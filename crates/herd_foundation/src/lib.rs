//! Core types, persistent collections, and reactive primitives for Herd.
//!
//! This crate provides:
//! - [`EntityId`] and the [`Entity`] trait
//! - [`Error`] - Rich error types with context
//! - Persistent collections ([`IdList`], [`EntityTable`], [`OrderedMap`])
//! - [`Distinct`] and structural equality helpers for change suppression
//! - [`StateSubject`], [`Observable`], [`Subscription`] - Synchronous streams
//! - [`TurnQueue`] - End-of-turn deferred execution

#![warn(missing_docs)]
#![warn(clippy::all)]
#![warn(clippy::pedantic)]

pub mod collections;
mod entity;
pub mod equality;
mod error;
pub mod schedule;
pub mod stream;

pub use collections::{EntityTable, IdList, OrderedMap};
pub use entity::{Entity, EntityId};
pub use equality::Distinct;
pub use error::{Error, ErrorContext, ErrorKind, Result};
pub use schedule::{Scheduler, Task, TurnQueue};
pub use stream::{Observable, Observer, StateSubject, Subscription};
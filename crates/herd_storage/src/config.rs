//! Store configuration.

use crate::state::Metadata;

/// Name used when none is configured.
pub const DEFAULT_STORE_NAME: &str = "entities";

/// Configuration for an [`EntityStore`](crate::EntityStore).
#[derive(Clone, Debug, PartialEq, Eq)]
pub struct StoreConfig {
    /// Store name, used in logs, error context and the `name` metadata entry.
    pub name: String,
    /// Loading flag of a fresh store, and of a store after `remove_all`.
    pub loading_on_init: bool,
    /// Initial metadata.
    pub metadata: Metadata,
}

impl Default for StoreConfig {
    fn default() -> Self {
        Self {
            name: DEFAULT_STORE_NAME.to_string(),
            loading_on_init: true,
            metadata: Metadata::new(),
        }
    }
}

impl StoreConfig {
    /// Creates a default configuration with the given name.
    #[must_use]
    pub fn named(name: impl Into<String>) -> Self {
        Self::default().with_name(name)
    }

    /// Creates a configuration for a store that starts out not loading.
    #[must_use]
    pub fn preloaded() -> Self {
        Self::default().with_loading_on_init(false)
    }

    /// Sets the name.
    #[must_use]
    pub fn with_name(mut self, name: impl Into<String>) -> Self {
        self.name = name.into();
        self
    }

    /// Sets the initial loading flag.
    #[must_use]
    pub fn with_loading_on_init(mut self, loading: bool) -> Self {
        self.loading_on_init = loading;
        self
    }

    /// Adds an initial metadata entry.
    #[must_use]
    pub fn with_metadata(mut self, key: impl Into<String>, value: impl Into<String>) -> Self {
        self.metadata.insert(key, value);
        self
    }

    /// Metadata a fresh store starts with: the configured entries plus `name`.
    #[must_use]
    pub fn initial_metadata(&self) -> Metadata {
        self.metadata.clone().with("name", self.name.clone())
    }
}
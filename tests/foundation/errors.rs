//! Integration tests for Error types
//!
//! Tests error construction, display, context, and error kinds.

use herd_foundation::{Error, ErrorContext, ErrorKind};

#[test]
fn no_active_entity_kind() {
    let err = Error::no_active_entity();
    assert_eq!(err.kind, ErrorKind::NoActiveEntity);
    assert!(err.is_no_active_entity());
    assert!(err.context.is_none());
}

#[test]
fn error_display_names_the_problem() {
    let msg = Error::no_active_entity().to_string();
    assert!(msg.contains("no active entity"));
}

#[test]
fn error_with_context() {
    let err = Error::no_active_entity().with_context(
        ErrorContext::new()
            .with_store("todos")
            .with_operation("select_active"),
    );

    let context = err.context.as_ref().unwrap();
    assert_eq!(context.to_string(), "in select_active on store todos");
}

#[test]
fn partial_context_display() {
    assert_eq!(ErrorContext::new().with_store("todos").to_string(), "on store todos");
    assert_eq!(ErrorContext::new().with_operation("get_active").to_string(), "in get_active");
    assert_eq!(ErrorContext::new().to_string(), "");
}

#[test]
fn error_is_std_error() {
    fn takes_error(_: &dyn std::error::Error) {}
    takes_error(&Error::no_active_entity());
}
——
● Exercise details: Above are the records; copy exactly the lines from the line with "primitives for Herd." through the line with "for change suppression", both included.

● Answer to this problem:
//! Core types, persistent collections, and reactive primitives for Herd.
//!
//! This crate provides:
//! - [`EntityId`] and the [`Entity`] trait
//! - [`Error`] - Rich error types with context
//! - Persistent collections ([`IdList`], [`EntityTable`], [`OrderedMap`])
//! - [`Distinct`] and structural equality helpers for change suppression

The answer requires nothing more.